## [Assigned task]
Which of the lines below hold "Debug"? Please return each one.

(Stored items)
·····

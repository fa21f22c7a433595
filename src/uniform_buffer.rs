//! # Uniform Buffer
//!
//! This module defines `UniformBlock`, the CPU-side staging copy of one program's uniform
//! struct. The renderer writes the well-known uniforms into it at the offsets resolved by
//! [`crate::uniform_binding::UniformBinding`], and the GPU backend uploads the raw bytes
//! verbatim before every draw.
//!
//! ## Memory Layout
//!
//! The block is a plain byte array laid out exactly like the WGSL struct the program
//! declared. Matrices are stored column-major as sixteen `f32`s (the same order as
//! `nalgebra_glm::Mat4` storage), scalars as a single `f32`. Values are converted with
//! `bytemuck`, so there is no manual byte shuffling anywhere.
//!
//! The length is padded up to a multiple of 16 bytes and never drops below 16, which is
//! what `wgpu` requires for the size of a uniform buffer binding.
//!
//! ## Example Usage
//!
//! ```rust
//! use nalgebra_glm as glm;
//! use sky_core::uniform_buffer::UniformBlock;
//!
//! let mut block = UniformBlock::zeroed(264);
//! block.write_matrix(0, &glm::Mat4::identity());
//! block.write_scalar(256, 0.5);
//! assert_eq!(block.len(), 272);
//! assert_eq!(block.read_scalar(256), 0.5);
//! ```

use nalgebra_glm::Mat4;

/// Minimum size and alignment of a uniform buffer binding, in bytes.
pub const UNIFORM_ALIGNMENT: u64 = 16;

const MATRIX_SIZE: usize = std::mem::size_of::<[f32; 16]>();
const SCALAR_SIZE: usize = std::mem::size_of::<f32>();

/// Staging bytes for one program's uniform block.
#[derive(Debug, Clone, PartialEq)]
pub struct UniformBlock {
    bytes: Vec<u8>,
}

impl UniformBlock {
    /// Allocates a zero-filled block able to hold `span` bytes of uniform data.
    pub fn zeroed(span: u64) -> Self {
        let size = span.max(UNIFORM_ALIGNMENT).div_ceil(UNIFORM_ALIGNMENT) * UNIFORM_ALIGNMENT;
        Self {
            bytes: vec![0; size as usize],
        }
    }

    /// Writes `value` as sixteen column-major floats starting at `offset`.
    ///
    /// # Panics
    ///
    /// If the matrix does not fit in the block. Offsets come from a linked program's
    /// layout, so this only fires on a layout bug.
    pub fn write_matrix(&mut self, offset: u32, value: &Mat4) {
        let offset = offset as usize;
        self.bytes[offset..offset + MATRIX_SIZE]
            .copy_from_slice(bytemuck::cast_slice(value.as_slice()));
    }

    /// Writes a single float at `offset`.
    pub fn write_scalar(&mut self, offset: u32, value: f32) {
        let offset = offset as usize;
        self.bytes[offset..offset + SCALAR_SIZE].copy_from_slice(bytemuck::bytes_of(&value));
    }

    pub fn read_matrix(&self, offset: u32) -> Mat4 {
        let offset = offset as usize;
        let columns: [f32; 16] =
            bytemuck::pod_read_unaligned(&self.bytes[offset..offset + MATRIX_SIZE]);
        Mat4::from_column_slice(&columns)
    }

    pub fn read_scalar(&self, offset: u32) -> f32 {
        let offset = offset as usize;
        bytemuck::pod_read_unaligned(&self.bytes[offset..offset + SCALAR_SIZE])
    }

    /// The raw bytes, ready for `Queue::write_buffer`.
    pub fn as_bytes(&self) -> &[u8] {
        &self.bytes
    }

    pub fn len(&self) -> usize {
        self.bytes.len()
    }

    pub fn is_empty(&self) -> bool {
        self.bytes.is_empty()
    }
}

#[cfg(test)]
mod tests {
    use super::*;

    #[test]
    fn size_is_padded() {
        assert_eq!(UniformBlock::zeroed(0).len(), 16);
        assert_eq!(UniformBlock::zeroed(4).len(), 16);
        assert_eq!(UniformBlock::zeroed(16).len(), 16);
        assert_eq!(UniformBlock::zeroed(264).len(), 272);
    }

    #[test]
    fn matrix_is_stored_column_major() {
        let mut block = UniformBlock::zeroed(64);
        let m = Mat4::from_column_slice(&[
            1.0, 2.0, 3.0, 4.0, 5.0, 6.0, 7.0, 8.0, 9.0, 10.0, 11.0, 12.0, 13.0, 14.0, 15.0,
            16.0,
        ]);
        block.write_matrix(0, &m);

        let floats: &[f32] = bytemuck::cast_slice(block.as_bytes());
        assert_eq!(floats[0], 1.0);
        assert_eq!(floats[4], 5.0);
        assert_eq!(floats[15], 16.0);
        assert_eq!(block.read_matrix(0), m);
    }

    #[test]
    fn scalar_lands_at_offset() {
        let mut block = UniformBlock::zeroed(8);
        block.write_scalar(4, -10.0);
        assert_eq!(block.read_scalar(0), 0.0);
        assert_eq!(block.read_scalar(4), -10.0);
    }
}
//! # Animation Clock
//!
//! Shader time, decoupled from wall-clock time. The clock is a two-state machine
//! (`Running` / `Paused`) whose only transition is [`AnimationClock::toggle`]. While
//! running, each [`AnimationClock::advance`] adds the wall-clock time since the previous
//! sample, scaled by the speed factor. While paused, the elapsed value is frozen but the
//! wall-clock sample keeps being refreshed, so resuming never jumps forward by the time
//! spent paused.
//!
//! The elapsed value may start below zero. That pre-roll is intentional.

use web_time::Instant;

/// Default multiplier applied to wall-clock time.
pub const DEFAULT_ANIMATION_SPEED: f64 = 3.0;

/// Whether the clock is currently accumulating time.
#[derive(Debug, Copy, Clone, PartialEq, Eq)]
pub enum ClockState {
    Running,
    Paused,
}

#[derive(Debug, Clone)]
pub struct AnimationClock {
    elapsed: f64,
    speed: f64,
    state: ClockState,
    last_sample: Option<Instant>,
}

impl AnimationClock {
    /// Creates a running clock starting at `start` seconds of shader time.
    pub fn new(start: f64, speed: f64) -> Self {
        Self {
            elapsed: start,
            speed,
            state: ClockState::Running,
            last_sample: None,
        }
    }

    /// Samples the wall clock at `now` and returns the updated elapsed time.
    ///
    /// The first sample only seeds the clock. A `now` earlier than the previous sample
    /// counts as zero elapsed wall-clock time, so shader time never regresses.
    pub fn advance(&mut self, now: Instant) -> f64 {
        if let Some(last) = self.last_sample {
            if self.state == ClockState::Running {
                let delta = now.saturating_duration_since(last).as_secs_f64();
                self.elapsed += delta * self.speed;
            }
        }
        self.last_sample = Some(match self.last_sample {
            Some(last) if last > now => last,
            _ => now,
        });
        self.elapsed
    }

    /// Flips between running and paused.
    pub fn toggle(&mut self) -> ClockState {
        self.state = match self.state {
            ClockState::Running => ClockState::Paused,
            ClockState::Paused => ClockState::Running,
        };
        log::info!(
            "Animation clock {} at t = {:.3}",
            if self.is_paused() { "paused" } else { "resumed" },
            self.elapsed
        );
        self.state
    }

    pub fn elapsed(&self) -> f64 {
        self.elapsed
    }

    pub fn state(&self) -> ClockState {
        self.state
    }

    pub fn is_paused(&self) -> bool {
        self.state == ClockState::Paused
    }

    pub fn speed(&self) -> f64 {
        self.speed
    }
}

impl Default for AnimationClock {
    fn default() -> Self {
        Self::new(0.0, DEFAULT_ANIMATION_SPEED)
    }
}

#[cfg(test)]
mod tests {
    use super::*;
    use web_time::Duration;

    const EPSILON: f64 = 1e-9;

    #[test]
    fn starts_running_at_pre_roll() {
        let clock = AnimationClock::new(-10.0, DEFAULT_ANIMATION_SPEED);
        assert_eq!(clock.state(), ClockState::Running);
        assert_eq!(clock.elapsed(), -10.0);
    }

    #[test]
    fn first_sample_only_seeds() {
        let mut clock = AnimationClock::default();
        assert_eq!(clock.advance(Instant::now()), 0.0);
    }

    #[test]
    fn running_clock_scales_wall_time() {
        let t0 = Instant::now();
        let mut clock = AnimationClock::default();
        clock.advance(t0);
        let elapsed = clock.advance(t0 + Duration::from_millis(500));
        assert!((elapsed - 1.5).abs() < EPSILON);
    }

    #[test]
    fn pause_freezes_and_resume_does_not_jump() {
        let t0 = Instant::now();
        let mut clock = AnimationClock::new(2.0, DEFAULT_ANIMATION_SPEED);
        clock.advance(t0);

        assert_eq!(clock.toggle(), ClockState::Paused);
        let frozen = clock.advance(t0 + Duration::from_secs(5));
        assert_eq!(frozen, 2.0);
        assert_eq!(clock.advance(t0 + Duration::from_secs(60)), 2.0);

        assert_eq!(clock.toggle(), ClockState::Running);
        let delta = Duration::from_millis(250);
        let resumed = clock.advance(t0 + Duration::from_secs(60) + delta);
        assert!((resumed - (2.0 + 3.0 * delta.as_secs_f64())).abs() < EPSILON);
    }

    #[test]
    fn never_regresses() {
        let t0 = Instant::now();
        let mut clock = AnimationClock::default();
        clock.advance(t0 + Duration::from_secs(1));
        let before = clock.elapsed();
        clock.advance(t0);
        assert_eq!(clock.elapsed(), before);
        let after = clock.advance(t0 + Duration::from_secs(2));
        assert!((after - before - 3.0).abs() < EPSILON);
    }
}
use nalgebra_glm::Mat4;
use web_time::{Duration, Instant};

use sky_core::camera::CameraState;
use sky_core::clock::{AnimationClock, DEFAULT_ANIMATION_SPEED};
use sky_core::program::{compile_program, ShaderStage};
use sky_core::uniform_binding::{UniformBinding, UniformName};
use sky_core::uniform_buffer::UniformBlock;
use sky_core::{
    FrameTarget, LinkedProgram, ProgramBackend, ProgramError, Scene, SKY_FRAGMENT_SHADER,
    SKY_VERTEX_SHADER,
};

/// Hands out numbered programs and remembers every release.
#[derive(Default)]
struct RecordingBackend {
    created: Vec<UniformBinding>,
    destroyed: Vec<usize>,
}

impl ProgramBackend for RecordingBackend {
    type Program = usize;

    fn create_program(&mut self, linked: &LinkedProgram) -> Result<usize, ProgramError> {
        self.created.push(linked.binding().clone());
        Ok(self.created.len() - 1)
    }

    fn destroy_program(&mut self, program: usize) {
        self.destroyed.push(program);
    }
}

/// Decodes each submitted uniform block through the program's binding.
struct RecordingFrame<'a> {
    bindings: &'a [UniformBinding],
    draws: Vec<Draw>,
}

#[derive(Debug)]
struct Draw {
    program: usize,
    aspect_ratio: Option<f32>,
    time: Option<f32>,
    rotation_x: Option<Mat4>,
    rotation_y: Option<Mat4>,
    model: Option<Mat4>,
}

impl FrameTarget<usize> for RecordingFrame<'_> {
    fn draw_quad(&mut self, program: &usize, uniforms: &UniformBlock) {
        let binding = &self.bindings[*program];
        self.draws.push(Draw {
            program: *program,
            aspect_ratio: binding.read_scalar(uniforms, UniformName::AspectRatio),
            time: binding.read_scalar(uniforms, UniformName::Time),
            rotation_x: binding.read_matrix(uniforms, UniformName::RotationX),
            rotation_y: binding.read_matrix(uniforms, UniformName::RotationY),
            model: binding.read_matrix(uniforms, UniformName::Model),
        });
    }
}

fn sky_scene(start_time: f64) -> Scene<usize> {
    Scene::new(
        CameraState::default(),
        AnimationClock::new(start_time, DEFAULT_ANIMATION_SPEED),
    )
}

#[test]
fn bundled_sky_links_with_every_uniform() {
    let linked = compile_program(Some(SKY_VERTEX_SHADER), Some(SKY_FRAGMENT_SHADER))
        .expect("bundled sky links");
    for name in UniformName::ALL {
        assert!(linked.binding().is_present(name), "{name} missing");
    }
}

#[test]
fn paused_scene_draws_once_with_frozen_time() {
    let mut backend = RecordingBackend::default();
    let mut scene = sky_scene(-10.0);
    scene
        .create_entity(
            &mut backend,
            Some(SKY_VERTEX_SHADER),
            Some(SKY_FRAGMENT_SHADER),
        )
        .expect("sky entity");

    let t0 = Instant::now();
    scene.clock.advance(t0);
    scene.clock.toggle();

    let mut frame = RecordingFrame {
        bindings: &backend.created,
        draws: Vec::new(),
    };
    scene.render(&mut frame, 800, 600, t0 + Duration::from_secs(2));

    assert_eq!(frame.draws.len(), 1);
    let draw = &frame.draws[0];
    assert_eq!(draw.program, 0);
    assert_eq!(draw.aspect_ratio, Some(800.0 / 600.0));
    assert_eq!(draw.time, Some(-10.0));
    assert_eq!(draw.rotation_x, Some(Mat4::identity()));
    assert_eq!(draw.rotation_y, Some(Mat4::identity()));
    assert_eq!(draw.model, Some(Mat4::identity()));
}

#[test]
fn cursor_motion_reaches_the_rotations() {
    let mut backend = RecordingBackend::default();
    let mut scene = sky_scene(0.0);
    scene
        .create_entity(
            &mut backend,
            Some(SKY_VERTEX_SHADER),
            Some(SKY_FRAGMENT_SHADER),
        )
        .expect("sky entity");

    scene.camera.observe_cursor(10.0, 10.0);
    scene.camera.observe_cursor(110.0, 10.0);

    let mut frame = RecordingFrame {
        bindings: &backend.created,
        draws: Vec::new(),
    };
    let uniforms = scene.render(&mut frame, 640, 480, Instant::now());

    assert!((scene.camera.r - 0.2).abs() < 1e-6);
    assert_eq!(scene.camera.r2, 0.0);
    assert_eq!(frame.draws[0].rotation_y, Some(uniforms.rotation_y));
    assert_ne!(uniforms.rotation_y, Mat4::identity());
    assert_eq!(frame.draws[0].rotation_x, Some(Mat4::identity()));
}

#[test]
fn entities_share_frame_values_and_skip_absent_uniforms() {
    let time_only = r#"
struct Uniforms { time: f32 }
@group(0) @binding(0) var<uniform> u: Uniforms;
@fragment fn fragment_main() -> @location(0) vec4<f32> { return vec4<f32>(fract(u.time)); }
"#;

    let mut backend = RecordingBackend::default();
    let mut scene = sky_scene(1.5);
    scene
        .create_entity(
            &mut backend,
            Some(SKY_VERTEX_SHADER),
            Some(SKY_FRAGMENT_SHADER),
        )
        .expect("sky entity");
    scene
        .create_entity(&mut backend, None, Some(time_only))
        .expect("time-only entity");

    let mut frame = RecordingFrame {
        bindings: &backend.created,
        draws: Vec::new(),
    };
    scene.render(&mut frame, 1024, 768, Instant::now());

    let programs: Vec<_> = frame.draws.iter().map(|draw| draw.program).collect();
    assert_eq!(programs, vec![0, 1]);
    assert_eq!(frame.draws[0].time, frame.draws[1].time);
    assert_eq!(frame.draws[1].aspect_ratio, None);
    assert_eq!(frame.draws[1].model, None);
}

#[test]
fn invalid_fragment_fails_before_any_draw() {
    let mut backend = RecordingBackend::default();
    let mut scene = sky_scene(0.0);
    let error = scene
        .create_entity(
            &mut backend,
            Some(SKY_VERTEX_SHADER),
            Some("@fragment fn fragment_main() -> @location(0) vec4<f32> { return oops; }"),
        )
        .expect_err("fragment does not compile");

    assert!(matches!(
        error,
        ProgramError::Compile {
            stage: ShaderStage::Fragment,
            ..
        }
    ));
    assert!(backend.created.is_empty());

    let mut frame = RecordingFrame {
        bindings: &backend.created,
        draws: Vec::new(),
    };
    scene.render(&mut frame, 800, 600, Instant::now());
    assert!(frame.draws.is_empty());
}

#[test]
fn destroy_releases_each_program_once() {
    let mut backend = RecordingBackend::default();
    let mut scene = sky_scene(0.0);
    for _ in 0..5 {
        scene
            .create_entity(
                &mut backend,
                Some(SKY_VERTEX_SHADER),
                Some(SKY_FRAGMENT_SHADER),
            )
            .expect("sky entity");
    }

    assert_eq!(scene.destroy(&mut backend), 5);
    let mut released = backend.destroyed.clone();
    released.sort_unstable();
    assert_eq!(released, vec![0, 1, 2, 3, 4]);
}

·····

## [Answer for this exercise]
#[derive(Debug, Clone, PartialEq)]
#[derive(Debug, Copy, Clone, PartialEq, Eq)]
#[derive(Debug, Clone)]
#[derive(Debug)]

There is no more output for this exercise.